German chemicals giant expects to close deal shortly
BASF says the extended offer period for its voluntary cash offer to shareholders of Norwegian firm Pronova BioPharma, which ended on 18 January, saw 97.7% of all Pronova shares voluntarily tendered to BASF. Based on all outstanding shares, the deal would value Pronova at approximately €684m.
BASF says all regulatory approvals required for completion of the voluntary offer have been obtained. The next step will be the settlement of the offer within the next 14 days. The German chemicals giant is setting up a compulsory acquisition process to acquire the remaining shares after closing. BASF expects to finalise the transaction shortly.

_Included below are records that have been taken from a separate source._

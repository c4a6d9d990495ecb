//! Error types for the Trellis runtime.
//!
//! Every failure in this crate is local to one widget or one request: errors
//! are logged where they are caught and never abort unrelated widgets.

use thiserror::Error;

use crate::config::ConfigError;
use crate::dom::selector::SelectorError;
use crate::dom::{DomError, NodeId};

/// Errors that can occur during runtime operations.
///
/// This is the primary error type for the crate, wrapping the more specific
/// errors below.
#[derive(Error, Debug)]
pub enum RuntimeError {
    /// Configuration-related error.
    #[error("configuration error: {0}")]
    Config(#[from] ConfigError),

    /// Structural tree operation failed.
    #[error("document error: {0}")]
    Dom(#[from] DomError),

    /// A selector failed to parse.
    #[error("selector error: {0}")]
    Selector(#[from] SelectorError),

    /// Component registry error.
    #[error("registry error: {0}")]
    Registry(#[from] RegistryError),

    /// A notification was requested before any toaster was initialized.
    #[error("cannot create toast: toaster container not found on page")]
    NoToaster,

    /// No initialized widget of the expected kind is bound to the node.
    #[error("no {component} widget is bound to node {root}")]
    WidgetNotFound {
        component: &'static str,
        root: NodeId,
    },

    /// A script step named an element that does not exist.
    #[error("no element matches '{0}'")]
    NoMatch(String),

    /// File system I/O error.
    #[error("I/O error: {0}")]
    Io(#[from] std::io::Error),

    /// JSON parsing or serialization error.
    #[error("JSON error: {0}")]
    Json(#[from] serde_json::Error),
}

/// Errors returned by component initializers.
#[derive(Error, Debug, Clone, PartialEq, Eq)]
pub enum InitError {
    /// Required sub-elements are absent from the widget root.
    #[error("{component} initialisation failed. Missing element(s): {}", .missing.join(", "))]
    MissingParts {
        component: &'static str,
        missing: Vec<&'static str>,
    },

    /// The initializer could not build its markup.
    #[error("{component} initialisation failed: {source}")]
    Dom {
        component: &'static str,
        #[source]
        source: DomError,
    },
}

/// Errors reported by the component registry.
#[derive(Error, Debug, Clone, PartialEq, Eq)]
pub enum RegistryError {
    /// A lifecycle call named a component kind that was never registered.
    #[error("component '{0}' not found in registry")]
    UnknownComponent(String),

    /// The discovery selector given at registration did not parse.
    #[error("invalid selector for component '{name}': {source}")]
    InvalidSelector {
        name: String,
        #[source]
        source: SelectorError,
    },
}

/// Error raised by a user-supplied notification action.
#[derive(Error, Debug, Clone, PartialEq, Eq)]
pub enum ActionError {
    /// The handler reported a failure.
    #[error("toast action failed: {0}")]
    Failed(String),
}

impl ActionError {
    /// Convenience constructor for handler failures.
    #[must_use]
    pub fn failed(message: impl Into<String>) -> Self {
        Self::Failed(message.into())
    }
}

/// A specialized `Result` type for runtime operations.
pub type Result<T> = std::result::Result<T, RuntimeError>;

#[cfg(test)]
mod tests {
    use super::*;

    #[test]
    fn missing_parts_display_names_every_part() {
        let err = InitError::MissingParts {
            component: "Dropdown menu",
            missing: vec!["trigger", "menu"],
        };
        assert_eq!(
            err.to_string(),
            "Dropdown menu initialisation failed. Missing element(s): trigger, menu"
        );
    }

    #[test]
    fn unknown_component_display() {
        let err = RegistryError::UnknownComponent("carousel".to_string());
        assert_eq!(err.to_string(), "component 'carousel' not found in registry");
    }

    #[test]
    fn no_toaster_display() {
        assert_eq!(
            RuntimeError::NoToaster.to_string(),
            "cannot create toast: toaster container not found on page"
        );
    }

    #[test]
    fn registry_error_converts_into_runtime_error() {
        let err: RuntimeError = RegistryError::UnknownComponent("x".to_string()).into();
        assert!(matches!(err, RuntimeError::Registry(_)));
        assert_eq!(
            err.to_string(),
            "registry error: component 'x' not found in registry"
        );
    }

    #[test]
    fn invalid_selector_keeps_source_chain() {
        use std::error::Error;

        let err = RegistryError::InvalidSelector {
            name: "menu".to_string(),
            source: SelectorError::Empty(String::new()),
        };
        assert!(err.source().is_some());
    }

    #[test]
    fn action_error_display() {
        let err = ActionError::failed("network down");
        assert_eq!(err.to_string(), "toast action failed: network down");
    }

    #[test]
    fn io_error_conversion() {
        let io_err = std::io::Error::new(std::io::ErrorKind::NotFound, "page.json");
        let err: RuntimeError = io_err.into();
        assert!(matches!(err, RuntimeError::Io(_)));
        assert!(err.to_string().contains("I/O error"));
    }
}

‘We thank all Pronova shareholders that have been supportive of our offer. We firmly believe that it represents the full and fair value for all shareholders, while providing the best strategic option for the further development of Pronova’s business,’ said Michael Heinz, member of the Board of Executive Directors of BASF SE and responsible for the Performance Products segment, which includes the Nutrition & Health division.
The acquisition will place BASF as market leader for omega-3 fatty acids, which are used to treat cardiovascular diseases such as post-myocardial infarction.
‘We aim to combine Pronova’s strong expertise and good position in the market for omega-3 fatty acids with BASF’s worldwide market presence and technical know-how. We are looking forward to working closely with Pronova’s employees in order to form the best team,’ added Heinz.
BASF says a detailed integration plan will be developed in a discovery phase after closing.